Electronic Border Control

by
Elizabeth Goitein

Suppose you're returning home from a vacation in Cancun. A customs agent asks you to open your suitcase so he can check its contents. So far, so good.

Now, the agent asks you to log on to your laptop so he can read your e-mails and personal files and examine which Web sites you've visited. He makes a copy of your hard drive so the government can comb through its contents. You've done nothing to give the agent any cause for suspicion.

That can't be legal - can it?

Until recently, it would not have been allowed. Long-standing customs directives prohibited agents from reading travelers' personal documents unless they reasonably suspected them to be merchandise or evidence of illegal activity.
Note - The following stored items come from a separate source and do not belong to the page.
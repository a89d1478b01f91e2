//! Daily bars and the validated series that feeds the indicator engine.

use chrono::NaiveDate;
use serde::{Deserialize, Serialize};

use crate::error::{Result, SignalError};

#[derive(Debug, Clone, Copy, PartialEq, Serialize, Deserialize)]
pub struct Bar {
    pub date: NaiveDate,
    pub close: f64,
    pub volume: f64,
}

impl Bar {
    pub fn new(date: NaiveDate, close: f64, volume: f64) -> Self {
        Self {
            date,
            close,
            volume,
        }
    }
}

/// Non-empty, strictly date-ascending sequence of daily bars for one symbol.
#[derive(Debug, Clone, Serialize)]
pub struct PriceSeries {
    symbol: String,
    bars: Vec<Bar>,
}

impl PriceSeries {
    /// Build a series, rejecting empty input, unordered or duplicate dates,
    /// non-finite closes and negative volumes.
    pub fn new(symbol: impl Into<String>, bars: Vec<Bar>) -> Result<Self> {
        let symbol = symbol.into();
        if bars.is_empty() {
            return Err(SignalError::unavailable(symbol, "no bars returned"));
        }

        for pair in bars.windows(2) {
            if pair[1].date <= pair[0].date {
                return Err(SignalError::InvalidSeries(format!(
                    "{}: bar dated {} does not follow {}",
                    symbol, pair[1].date, pair[0].date
                )));
            }
        }

        if let Some(bad) = bars
            .iter()
            .find(|b| !b.close.is_finite() || !b.volume.is_finite() || b.volume < 0.0)
        {
            return Err(SignalError::InvalidSeries(format!(
                "{}: malformed bar on {} (close={}, volume={})",
                symbol, bad.date, bad.close, bad.volume
            )));
        }

        Ok(Self { symbol, bars })
    }

    pub fn symbol(&self) -> &str {
        &self.symbol
    }

    pub fn bars(&self) -> &[Bar] {
        &self.bars
    }

    pub fn len(&self) -> usize {
        self.bars.len()
    }

    /// Always false for a constructed series; kept for API symmetry with `len`.
    pub fn is_empty(&self) -> bool {
        self.bars.is_empty()
    }

    pub fn latest(&self) -> &Bar {
        // Constructor guarantees at least one bar.
        &self.bars[self.bars.len() - 1]
    }

    pub fn closes(&self) -> Vec<f64> {
        self.bars.iter().map(|b| b.close).collect()
    }

    pub fn volumes(&self) -> Vec<f64> {
        self.bars.iter().map(|b| b.volume).collect()
    }

    pub fn dates(&self) -> Vec<NaiveDate> {
        self.bars.iter().map(|b| b.date).collect()
    }
}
Then the Bush administration changed the rules, allowing agents to "review and analyze" the contents of electronic devices, including laptops, cell phones and BlackBerrys "absent individualized suspicion." Agents also could make copies of the devices' contents and share them with other government agencies. Newspaper editorials condemned the change, and members of Congress introduced bills to restore the "reasonable suspicion" requirement. In a Senate Judiciary Committee hearing in May, Secretary of Homeland Security Janet Napolitano promised to review the policy.

Homeland Security has now released a new policy - and it is the same as the Bush policy in almost every relevant respect.
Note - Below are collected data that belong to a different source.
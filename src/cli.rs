//! CLI module - Command-line interface definition and handler

use anyhow::Result;
use clap::Parser;
use std::path::Path;

use crate::convert::{run_convert, DEFAULT_LYRICS_FILE};
use crate::core::diag::Diag;

/// cvt-lrc - escape a lyrics file so it can be pasted into a string literal.
#[derive(Parser, Debug)]
#[command(name = "cvt-lrc")]
#[command(
    author,
    version,
    about,
    long_about = r#"cvt-lrc rewrites ./cvt_lrc.txt in place as a single line:

    lyrics: '<escaped text>',

Newlines become \n, double quotes become \", the four-per-em space
(U+2005) and medium mathematical space (U+205F) become plain spaces, and
the Cyrillic letter "е" (U+0435) becomes the Latin "e".

The previous contents of the file are overwritten. On success the tool
prints "Finished!" to stdout.

Example:
    cvt-lrc
"#
)]
pub struct Cli {
    /// Verbose mode (diagnostics on stderr).
    #[arg(
        short,
        long,
        long_help = "Print what was read and written to stderr. stdout still carries only\n\
the completion message."
    )]
    pub verbose: bool,

    /// Disable colored diagnostics.
    #[arg(
        long,
        long_help = "Disable colored diagnostics. This is useful when stderr is redirected\n\
to a file or the terminal does not support ANSI colors."
    )]
    pub no_color: bool,
}

/// Run the CLI with parsed arguments
pub fn run(cli: Cli) -> Result<()> {
    let diag = Diag::new(cli.verbose, !cli.no_color);
    run_convert(Path::new(DEFAULT_LYRICS_FILE), &diag)
}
The government may still search electronic devices without reasonable suspicion, retain copies indefinitely to complete its search and share information with other agencies. The new policy includes more "procedural safeguards," such as supervisory approval, to ensure adherence to the rules. But when the operative rule is "search at will," how useful is a procedural safeguard?

Both administrations have cited national security to justify suspicionless searches. There's no evidence, however, that a suspicionless search has ever turned up a security threat. In every success story cited by the government thus far, there was ample reason for suspicion. Indeed, suspicionless searches are likely to be counterproductive, as they waste limited resources that would be better spent on real threats.
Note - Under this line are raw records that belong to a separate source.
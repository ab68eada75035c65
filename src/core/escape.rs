//! Lyrics escaping
//!
//! Turns raw lyrics into the body of a single-quoted string literal by
//! applying a fixed, ordered rule table.

/// A single substitution applied to every occurrence of `from`
#[derive(Debug, Clone, Copy, PartialEq, Eq)]
pub struct EscapeRule {
    pub from: char,
    pub to: &'static str,
}

/// Substitutions in application order. Each rule sees the output of the
/// previous one.
pub const ESCAPE_RULES: [EscapeRule; 5] = [
    EscapeRule {
        from: '\n',
        to: "\\n",
    },
    EscapeRule {
        from: '"',
        to: "\\\"",
    },
    // FOUR-PER-EM SPACE
    EscapeRule {
        from: '\u{2005}',
        to: " ",
    },
    // MEDIUM MATHEMATICAL SPACE
    EscapeRule {
        from: '\u{205F}',
        to: " ",
    },
    // CYRILLIC SMALL LETTER IE
    EscapeRule {
        from: '\u{0435}',
        to: "e",
    },
];

/// Apply every rule of [`ESCAPE_RULES`] in order
pub fn escape_lyrics(text: &str) -> String {
    ESCAPE_RULES
        .iter()
        .fold(text.to_string(), |acc, rule| {
            if acc.contains(rule.from) {
                acc.replace(rule.from, rule.to)
            } else {
                acc
            }
        })
}

/// Escape `text` and wrap it as `lyrics: '<escaped>',`
pub fn lrc_to_literal(text: &str) -> String {
    format!("lyrics: '{}',", escape_lyrics(text))
}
Suspicionless searches also hurt American businesses. Many companies are now taking expensive measures, such as purchasing separate travel laptops, to prevent the disclosure of proprietary information at the border - at a time when they can ill afford the financial burden. And suspicionless searches can lead to ethnic and religious profiling. Already there is evidence that some customs agents, freed from the requirement of "reasonable suspicion," have been targeting Muslim Americans and Americans of Arab or South Asian descent.

Then there's the question of legality. The Fourth Amendment prohibits unreasonable searches and seizures. Suspicionless searches of suitcases and other "closed containers" at the border are considered reasonable, while searches of the person require grounds for suspicion because of the greater dignity and privacy interests involved. The government argues that searching a laptop is legally identical to searching a suitcase, and so far, several courts have agreed. But it's time for the law to catch up with technology. A laptop is not just a "closed container"; the privacy interests at stake are of a much higher order.

Ultimately, though, this issue goes beyond the law. President Obama promised to keep the country safe without sacrificing our values. Freedom from unwarranted government intrusion into our private lives is one of the values Americans cherish most. The president should honor his promise and restore the reasonable suspicion requirement.

Elizabeth Goitein is the director of the Liberty and National Security Project at the Brennan Center for Justice at NYU School of Law.